The winner came in the final minute of extra time in Moroccan city Tangiers after a drab match and had a strong French flavour with Andre Biyogho Poko of Bordeaux heading home a corner from Alexander Ndoumbou of Orleans.
Rank outsiders when the first tournament kicked off 10 days ago, the Baby Panthers bounced back after a loss to Egypt by holding South Africa and defeating Ivory Coast to finish Group B runners-up.
Senegal started as slight favourites to reach the final having beaten Nigeria and Morocco to top Group A, but were lucky not to fall behind early in the first half when the Gabonese had a goal mysteriously disallowed.
Repeated big-screen replays did not show anything untoward as a free kick from 16-year-old Muller Dinda -- the youngest footballer at the tournament -- was headed on to a post and Romuald Ntsitsigui poked the rebound into the net.
Senegal squandered a great chance when unmarked Kara Mbodj blazed over in second-half stoppage time and grounded 17-year-old Gabon goalkeeper Nick Moundounga used his feet to foil Dame Diop in extra time.
The Senegalese did get the ball in the net after 112 minutes but the goal was ruled offside although replays suggested the guilty player was not interfering with play.
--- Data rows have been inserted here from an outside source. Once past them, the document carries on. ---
//! Streaming import of the ranking feed.
//!
//! The feed is a gzip-compressed TSV of several gigabytes. Bytes flow from the
//! HTTP body (or a local file) through the gzip decoder into a line reader and
//! are parsed one line at a time; nothing larger than a single line and the
//! reader buffers is held in memory. Reading stops as soon as `limit` records
//! have been written.

mod parse;
mod writer;

use std::io;
use std::path::Path;

use async_compression::tokio::bufread::GzipDecoder;
use futures::TryStreamExt;
use log::{debug, info};
use reqwest::Client;
use tokio::io::{AsyncBufRead, AsyncBufReadExt, BufReader};
use tokio_util::io::StreamReader;

use crate::app::ProgressTicker;
use crate::config::PROGRESS_INTERVAL;
use crate::error_handling::{ImportError, StorageError};

pub use parse::{parse_line, parse_raw_line, reverse_labels, LineOutcome, SkipReason};
pub use writer::{load_domain_list, DomainListWriter};

/// Decompressed, line-readable feed.
pub type FeedReader = Box<dyn AsyncBufRead + Unpin + Send>;

/// Counts produced by one pass over the feed.
#[derive(Debug, Clone, Copy, Default, PartialEq, Eq)]
pub struct StreamSummary {
    /// Records written to the output
    pub records: usize,
    /// Malformed lines dropped (the header is not counted)
    pub skipped: usize,
}

/// Opens a feed source as a decompressed line reader.
///
/// `source` is either an `http(s)://` URL, fetched with `client`, or a path to
/// a local gzip file.
///
/// # Errors
///
/// - `ImportError::Upstream` if the URL answers with a non-success status
/// - `ImportError::Request` if the request fails
/// - `ImportError::Storage` if the local file cannot be opened
pub async fn open_feed(client: &Client, source: &str) -> Result<FeedReader, ImportError> {
    if source.starts_with("http://") || source.starts_with("https://") {
        let response = client
            .get(source)
            .send()
            .await
            .map_err(|e| ImportError::Request {
                url: source.to_string(),
                source: e,
            })?;

        let status = response.status();
        if !status.is_success() {
            return Err(ImportError::Upstream {
                url: source.to_string(),
                status,
            });
        }
        info!("Streaming feed from {}", source);

        let body = Box::pin(response.bytes_stream().map_err(io::Error::other));
        Ok(gunzip(StreamReader::new(body)))
    } else {
        let file = tokio::fs::File::open(source)
            .await
            .map_err(|e| StorageError::Read {
                path: source.into(),
                source: e,
            })?;
        info!("Reading feed from {}", source);
        Ok(gunzip(BufReader::new(file)))
    }
}

/// Wraps a compressed byte reader in a gzip decoder and a line buffer.
///
/// Published archives are often several gzip members concatenated, so
/// decoding continues across member boundaries.
pub fn gunzip<R>(compressed: R) -> FeedReader
where
    R: AsyncBufRead + Unpin + Send + 'static,
{
    let mut decoder = GzipDecoder::new(compressed);
    decoder.multiple_members(true);
    Box::new(BufReader::new(decoder))
}

/// Parses lines from `reader` and writes up to `limit` records.
///
/// Malformed lines are logged and skipped without counting toward `limit`.
/// Returns as soon as `limit` records are written, without draining the
/// rest of the input.
///
/// # Errors
///
/// - `ImportError::Decompress` if the byte stream or the gzip payload breaks
/// - `ImportError::Storage` if a record cannot be written
pub async fn stream_records<R>(
    mut reader: R,
    limit: usize,
    reverse: bool,
    writer: &mut DomainListWriter,
) -> Result<StreamSummary, ImportError>
where
    R: AsyncBufRead + Unpin,
{
    let mut summary = StreamSummary::default();
    let mut header_seen = false;
    let mut line = Vec::with_capacity(256);
    let mut line_number = 0usize;
    let mut ticker = ProgressTicker::new(PROGRESS_INTERVAL);

    while summary.records < limit {
        line.clear();
        let read = reader
            .read_until(b'\n', &mut line)
            .await
            .map_err(ImportError::Decompress)?;
        if read == 0 {
            break;
        }
        line_number += 1;

        match parse_raw_line(&line, header_seen, reverse) {
            LineOutcome::Header => {
                debug!("Skipping header at line {}", line_number);
                header_seen = true;
            }
            LineOutcome::Skip(reason) => {
                debug!("Skipping malformed line {}: {:?}", line_number, reason);
                summary.skipped += 1;
            }
            LineOutcome::Record(domain) => {
                writer.push(&domain).await?;
                summary.records += 1;
                ticker.tick(summary.records);
            }
        }
    }

    ticker.finish(summary.records);
    Ok(summary)
}

/// Streams `reader` into a fresh domain list at `output`.
///
/// The output is closed exactly once whether the run ends at the limit, at
/// end of input, or on an error.
pub async fn import_to_file<R>(
    reader: R,
    output: &Path,
    limit: usize,
    reverse: bool,
) -> Result<StreamSummary, ImportError>
where
    R: AsyncBufRead + Unpin,
{
    let mut writer = DomainListWriter::create(output).await?;
    let streamed = stream_records(reader, limit, reverse, &mut writer).await;
    let closed = writer.finish().await;

    match (streamed, closed) {
        (Ok(summary), Ok(_)) => Ok(summary),
        (Err(e), _) => Err(e),
        (Ok(_), Err(e)) => Err(e.into()),
    }
}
CAF president Issa Hayatou was among the tiny crowd inside the 45,000-seat Tangiers Stadium and there was little goalmouth excitement with the teams concentrating more on not losing than winning.
Morocco host Egypt Wednesday in the other semi-final in Marrakech with another place at the London Olympics up for grabs while the losers face Senegal Saturday for third place and a third ticket to the Games.
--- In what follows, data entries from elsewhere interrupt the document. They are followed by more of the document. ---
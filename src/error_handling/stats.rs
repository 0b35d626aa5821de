//! Enrichment outcome tracking.
//!
//! Counts what happened to each domain of a run so the final summary can
//! report dispositions, title sources and scrape failures side by side.

use std::collections::HashMap;

use log::info;
use strum::IntoEnumIterator;

use super::types::Outcome;

/// Per-run outcome counters.
///
/// All outcomes are initialized to zero on creation. The enrichment pass is
/// sequential, so the counters are plain integers owned by the run.
#[derive(Debug, Clone)]
pub struct EnrichStats {
    counts: HashMap<Outcome, usize>,
}

impl Default for EnrichStats {
    fn default() -> Self {
        Self::new()
    }
}

impl EnrichStats {
    pub fn new() -> Self {
        let mut counts = HashMap::new();
        for outcome in Outcome::iter() {
            counts.insert(outcome, 0);
        }
        EnrichStats { counts }
    }

    pub fn record(&mut self, outcome: Outcome) {
        *self.counts.entry(outcome).or_insert(0) += 1;
    }

    pub fn count(&self, outcome: Outcome) -> usize {
        self.counts.get(&outcome).copied().unwrap_or(0)
    }

    /// Number of domains considered (every domain has exactly one disposition).
    pub fn total_domains(&self) -> usize {
        Outcome::iter()
            .filter(Outcome::is_disposition)
            .map(|o| self.count(o))
            .sum()
    }

    /// Logs every non-zero counter.
    pub fn log_summary(&self) {
        info!("Outcome counts ({} domains):", self.total_domains());
        for outcome in Outcome::iter() {
            let count = self.count(outcome);
            if count > 0 {
                info!("   {}: {}", outcome.as_str(), count);
            }
        }
    }
}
Whichever country loses the play-off gets yet another chance to qualify for the quadrennial multi-sport showcase in a play-off next April against an Asian nation.
Africa has a proud record in recent Olympic tournaments with Nigeria striking gold at the 1996 Atlanta Games, Cameroon repeating the feat four years later in Sydney and Nigeria finishing runners-up at the 2008 Beijing Games.